Hi, I’m pleased to see that someone is writing about this, because I know myself how painful it can be. In the 80s in the U.K. Thatcher was savaging the universities and our Vice Chancellor was one of the worst trying to get rid of a third of the staff to “improve” the university, and he was leading the struggle to break tenure in British universities. At that time I had come into university to teach after 10 years practice as an engineer. I had tenure although my PhD was still unfinished and in a subject my head of department couldn’t understand (energy policy).
In the end I left, after finishing my PhD. I saw no future when I got no support. Since then I have had several careers in different fields, the latest working as a well-paid EU consultant where my PhD is valued.

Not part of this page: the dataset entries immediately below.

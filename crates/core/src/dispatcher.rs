//! Media Dispatching
//!
//! Routes each [`MediaRequest`] to the source that serves its kind. Every failure
//! (missing source, missing credentials, transport error, empty or placeholder
//! result) is logged and reported as "no media".

use crate::{
    media::{MediaKind, MediaRequest, MediaResult},
    sources::MediaSource,
};
use std::{
    collections::{BTreeMap, HashMap},
    sync::Arc,
};
use tracing::{debug, warn};

/// Encyclopedia queries longer than this many words are treated as sentences.
pub const MAX_ENCYCLOPEDIA_QUERY_WORDS: usize = 3;

#[derive(Clone, Default)]
pub struct MediaDispatcher {
    sources: HashMap<MediaKind, Arc<dyn MediaSource>>,
}

impl MediaDispatcher {
    pub fn new(sources: impl IntoIterator<Item = Arc<dyn MediaSource>>) -> Self {
        let mut dispatcher = Self::default();
        for source in sources {
            dispatcher = dispatcher.with_source(source);
        }
        dispatcher
    }

    /// Registers a source for its kind, replacing any earlier one.
    pub fn with_source(mut self, source: Arc<dyn MediaSource>) -> Self {
        self.sources.insert(source.kind(), source);
        self
    }

    /// Availability per source name, covering every media kind.
    pub fn availability(&self) -> BTreeMap<String, bool> {
        MediaKind::ALL
            .iter()
            .map(|kind| (kind.source_name().to_string(), self.is_available(*kind)))
            .collect()
    }

    /// Kinds whose source is registered and available, in [`MediaKind::ALL`] order.
    pub fn available_kinds(&self) -> Vec<MediaKind> {
        MediaKind::ALL
            .into_iter()
            .filter(|kind| self.is_available(*kind))
            .collect()
    }

    fn is_available(&self, kind: MediaKind) -> bool {
        self.sources.get(&kind).is_some_and(|s| s.available())
    }

    /// Resolves one request to a usable media result.
    pub async fn resolve(&self, request: &MediaRequest, topic_label: &str) -> Option<MediaResult> {
        let Some(source) = self.sources.get(&request.kind) else {
            debug!(kind = %request.kind, "No source registered for media kind");
            return None;
        };
        if !source.available() {
            debug!(kind = %request.kind, "Media source unavailable");
            return None;
        }

        let request = normalize_request(request, topic_label);
        match source.fetch(&request).await {
            Ok(Some(result)) if result.is_usable() => Some(result),
            Ok(Some(result)) => {
                warn!(kind = %request.kind, url = %result.url, "Discarding unusable media result");
                None
            }
            Ok(None) => {
                debug!(kind = %request.kind, query = %request.query, "No media found");
                None
            }
            Err(e) => {
                warn!(kind = %request.kind, query = %request.query, error = ?e, "Media lookup failed");
                None
            }
        }
    }
}

/// Encyclopedia lookups need an article title, so sentence-like queries fall
/// back to the topic label.
fn normalize_request(request: &MediaRequest, topic_label: &str) -> MediaRequest {
    let mut normalized = request.clone();
    if request.kind == MediaKind::WikipediaImage
        && request.query.split_whitespace().count() > MAX_ENCYCLOPEDIA_QUERY_WORDS
    {
        debug!(query = %request.query, topic = %topic_label, "Replacing long encyclopedia query");
        normalized.query = topic_label.to_string();
    }
    normalized
}

#[cfg(test)]
mod tests {
    use super::*;
    use crate::sources::MockMediaSource;
    use anyhow::anyhow;
    use mockall::predicate::*;

    fn mock(kind: MediaKind, available: bool) -> MockMediaSource {
        let mut source = MockMediaSource::new();
        source.expect_kind().return_const(kind);
        source.expect_available().return_const(available);
        source
    }

    fn dispatcher(source: MockMediaSource) -> MediaDispatcher {
        MediaDispatcher::new([Arc::new(source) as Arc<dyn MediaSource>])
    }

    #[tokio::test]
    async fn test_resolves_through_matching_source() {
        let mut source = mock(MediaKind::Xkcd, true);
        source
            .expect_fetch()
            .with(eq(MediaRequest::new(MediaKind::Xkcd, "gravity")))
            .times(1)
            .returning(|_| Ok(Some(MediaResult::new("https://imgs.xkcd.com/comics/a.png", "xkcd", "xkcd #1"))));

        let result = dispatcher(source)
            .resolve(&MediaRequest::new(MediaKind::Xkcd, "gravity"), "Gravity")
            .await;
        assert_eq!(result.unwrap().source, "xkcd");
    }

    #[tokio::test]
    async fn test_missing_or_unavailable_source_yields_nothing() {
        let empty = MediaDispatcher::default();
        assert!(empty.resolve(&MediaRequest::new(MediaKind::Tweet, "x"), "X").await.is_none());

        let mut source = mock(MediaKind::Tweet, false);
        source.expect_fetch().never();
        let dispatcher = dispatcher(source);
        assert!(dispatcher.resolve(&MediaRequest::new(MediaKind::Tweet, "x"), "X").await.is_none());
    }

    #[tokio::test]
    async fn test_errors_and_placeholders_are_discarded() {
        let mut failing = mock(MediaKind::Reddit, true);
        failing.expect_fetch().returning(|_| Err(anyhow!("connection reset")));
        assert!(dispatcher(failing)
            .resolve(&MediaRequest::new(MediaKind::Reddit, "q"), "Q")
            .await
            .is_none());

        let mut fake = mock(MediaKind::Unsplash, true);
        fake.expect_fetch()
            .returning(|_| Ok(Some(MediaResult::new("https://via.placeholder.com/600", "Unsplash", ""))));
        assert!(dispatcher(fake)
            .resolve(&MediaRequest::new(MediaKind::Unsplash, "q"), "Q")
            .await
            .is_none());

        let mut empty = mock(MediaKind::Wikimedia, true);
        empty.expect_fetch().returning(|_| Ok(None));
        assert!(dispatcher(empty)
            .resolve(&MediaRequest::new(MediaKind::Wikimedia, "q"), "Q")
            .await
            .is_none());
    }

    #[tokio::test]
    async fn test_long_encyclopedia_query_uses_topic_label() {
        let mut source = mock(MediaKind::WikipediaImage, true);
        source
            .expect_fetch()
            .with(eq(MediaRequest::new(MediaKind::WikipediaImage, "Black Holes")))
            .times(1)
            .returning(|_| Ok(Some(MediaResult::new("https://upload.wikimedia.org/bh.jpg", "Wikipedia", ""))));
        let result = dispatcher(source)
            .resolve(
                &MediaRequest::new(MediaKind::WikipediaImage, "how light bends around a black hole"),
                "Black Holes",
            )
            .await;
        assert!(result.is_some());
    }

    #[test]
    fn test_short_queries_and_other_kinds_are_untouched() {
        let short = MediaRequest::new(MediaKind::WikipediaImage, "Event horizon telescope");
        assert_eq!(normalize_request(&short, "Black Holes"), short);
        let long_photo = MediaRequest::new(MediaKind::Unsplash, "a very long photo search query");
        assert_eq!(normalize_request(&long_photo, "Black Holes"), long_photo);
    }

    #[test]
    fn test_availability_covers_every_source_name() {
        let dispatcher = MediaDispatcher::new([
            Arc::new(mock(MediaKind::Xkcd, true)) as Arc<dyn MediaSource>,
            Arc::new(mock(MediaKind::Meme, false)) as Arc<dyn MediaSource>,
        ]);
        let availability = dispatcher.availability();
        assert_eq!(availability.len(), MediaKind::ALL.len());
        assert_eq!(availability["xkcd"], true);
        assert_eq!(availability["imgflip"], false);
        assert_eq!(availability["wikipedia"], false);
        assert_eq!(dispatcher.available_kinds(), vec![MediaKind::Xkcd]);
    }
}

But now I see my daughter struggling to live through her PhD research in Palestine, with little or no support from her supervisors and reducing public grant. She fears there is no future in academic life, and she will never be good enough, and I see the cycle all over again. She complains that it is fatal to talk about mental health, as there is no sick pay for that.
She spends a lot of time complaining about old white men, (writing the books, making the decisions, setting the standards, controlling the money). Even her (white) female supervisor is not supportive.
Why is it that there is so little mentoring? It seems that the rule is: we had it like that, so you must too! Incredible so little teamwork! Nobody could work like that in the real world.